Deal W. Hudson
March 1, 1998
I had just ventured into the Caribbean with ninety Crisis readers when the Clinton sex scandal hit the headlines. Even at a far distance, it was clear that the story was steering the media discussion into vulgar waters. I hoped my nine-year-old daughter would avoid hearing about Oval Office assignations, stained dresses, and the like. But, upon my return, I had barely set down my bags when Hannah asked me if I had heard about the “sex between the president and his secretary.”
Our culture has robbed our children of their childhood, and all the impeachment proceedings in the world will not return their innocence. One thing that a happy childhood requires is confidence in the trustworthiness of adults. I can’t recall a time when I thought my mother and father, my pastor, my teacher, and my president wouldn’t be able to fulfill their grown-up responsibilities to myself, my Church, my class, or my country.
A recent survey of college freshmen traces their growing indifference to classwork to the fact that nearly 50% of them come from broken families. College-age students who experience their parents’ failure to keep their most important promises are hardly going to trust the adults who control the first place they reside after leaving home—the college campus. Why should they listen to the “wisdom” of a generation that brought them unprecedented rates of abortion, divorce, and illegitimacy?
My daughter did not hear the news from the television but from her fellow third graders at our parish school. I trod as lightly as I could, asking what she thought about the story. She, thankfully, has only the vaguest ideas about sex. Hannah then asked a question that startled me: “What does sex have to do with his being president?” Already her nine-year-old mind is infected by that pernicious distinction, popularized decades ago by Governor Mario Cuomo, between private sexual behavior and public leadership. Little did I know that the playground has already become a breeding ground for cynicism and bad politics.
In my daughter’s reaction, I was facing the head and tail of the moral breakdown we are presently witnessing in such stark detail. Culture, it must be agreed, is like the air we breathe. Because it pervades our senses, there is no way of avoiding its influence. No matter how you close the windows and doors of your home to media, its messages will seep in. The polluted air has reached my daughter’s playground— deep inside of her the seeds of distrust toward adult authority had been sown. Who knows how deeply they will take root? And simultaneously she is being imbued with the lie that a person’s private conduct makes no difference to the execution of their public responsibilities. It’s this lie, alive in our culture of death, that has shaped the character of Bill Clinton and encouraged the moral softness in all of us.

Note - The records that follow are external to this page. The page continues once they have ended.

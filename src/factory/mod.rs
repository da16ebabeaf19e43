//! Simple animal factory.
//!
//! # Data Flow
//! ```text
//! type name ("dog", "Cat", ...)
//!     → AnimalKind::from_str (case-insensitive)
//!     → AnimalFactory::create_animal
//!     → Box<dyn Animal> → speak() → "woof" / "meow" on stdout
//! ```
//!
//! # Design Decisions
//! - Dispatch goes through a closed `AnimalKind` enum, not string branches
//! - Unknown names surface as `FactoryError::InvalidArgument` to the caller
//! - The factory never logs or retries on a miss

pub mod animal;
pub mod kind;

pub use animal::{Animal, Cat, Dog};
pub use kind::AnimalKind;

use thiserror::Error;

/// Errors returned by the factory.
#[derive(Debug, Clone, PartialEq, Eq, Error)]
pub enum FactoryError {
    /// The requested type name is not a known animal.
    #[error("invalid animal type: {requested:?}")]
    InvalidArgument { requested: String },
}

/// Maps a type name to a freshly constructed animal.
#[derive(Debug, Clone, Copy, Default)]
pub struct AnimalFactory;

impl AnimalFactory {
    /// Create the animal named by `type_name`, matched case-insensitively.
    pub fn create_animal(type_name: &str) -> Result<Box<dyn Animal>, FactoryError> {
        let kind: AnimalKind = type_name.parse()?;
        tracing::debug!(requested = type_name, kind = ?kind, "animal created");
        Ok(kind.build())
    }
}

#[cfg(test)]
mod tests {
    use super::*;

    fn spoken(animal: &dyn Animal) -> String {
        let mut out = Vec::new();
        animal.speak_to(&mut out).unwrap();
        String::from_utf8(out).unwrap()
    }

    #[test]
    fn test_create_dog_any_case() {
        for name in ["dog", "Dog", "DOG", "dOg"] {
            let animal = AnimalFactory::create_animal(name).unwrap();
            assert_eq!(spoken(animal.as_ref()), "woof\n");
        }
    }

    #[test]
    fn test_create_cat_any_case() {
        for name in ["cat", "Cat", "CAT"] {
            let animal = AnimalFactory::create_animal(name).unwrap();
            assert_eq!(spoken(animal.as_ref()), "meow\n");
        }
    }

    #[test]
    fn test_unknown_type_is_invalid_argument() {
        let err = AnimalFactory::create_animal("fish").err().unwrap();
        assert_eq!(
            err,
            FactoryError::InvalidArgument {
                requested: "fish".to_string()
            }
        );
        assert_eq!(err.to_string(), "invalid animal type: \"fish\"");
    }

    #[test]
    fn test_no_trimming_or_partial_match() {
        for name in ["", " dog", "dogs", "ca"] {
            assert!(AnimalFactory::create_animal(name).is_err(), "{name:?}");
        }
    }
}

The downfall of Bill Clinton’s presidency cumulatively reflects all the breakdowns in leadership—in families, schools, churches—over the past fifty years, the years of his life. He is undoubtedly the president cast in the dominant cultural mode, and for that, he deserves both our prayers and our sympathy.
Rather than being an occasion for partisan rejoicing, this scandal should be our definitive wake-up call, a moment for national repentance. For the president to move beyond his denials would be a great opportunity for spiritual renewal of the nation: It could mark the end of an era already neck deep, and nearly drowning, in betrayal. Where the president leads, many would undoubtedly follow. Is it too much to imagine a repentant Bill Clinton at the head of some future Promise Keepers rally?
But the president received no encouragement in this direction, as far as we know. In fact, on Sunday after the scandal broke, the Clintons attended a Methodist Church in Washington, D.C., where they heard the pastor intone a message of love and forgiveness based upon 1 Corinthians 13. The pastor offered forgiveness in advance of any admission of sin. The first couple reported feeling “comforted.” Comfort confirms the status quo, it helps to set character in concrete. One can only guess at St. Paul’s reaction to his encomium to love being used as a spiritual analgesic.
Cheap comfort, shorn of admission of sin and repentance of wrongdoing, only exacerbates the drift toward cynicism that has marked American public life in the past three decades. Much has been made of the apathy of youth in our nation. We can expect little more of them, however, when our highest office holders use their privilege as a means for exploitation, making our playgrounds buzz with vulgar talk of infidelity.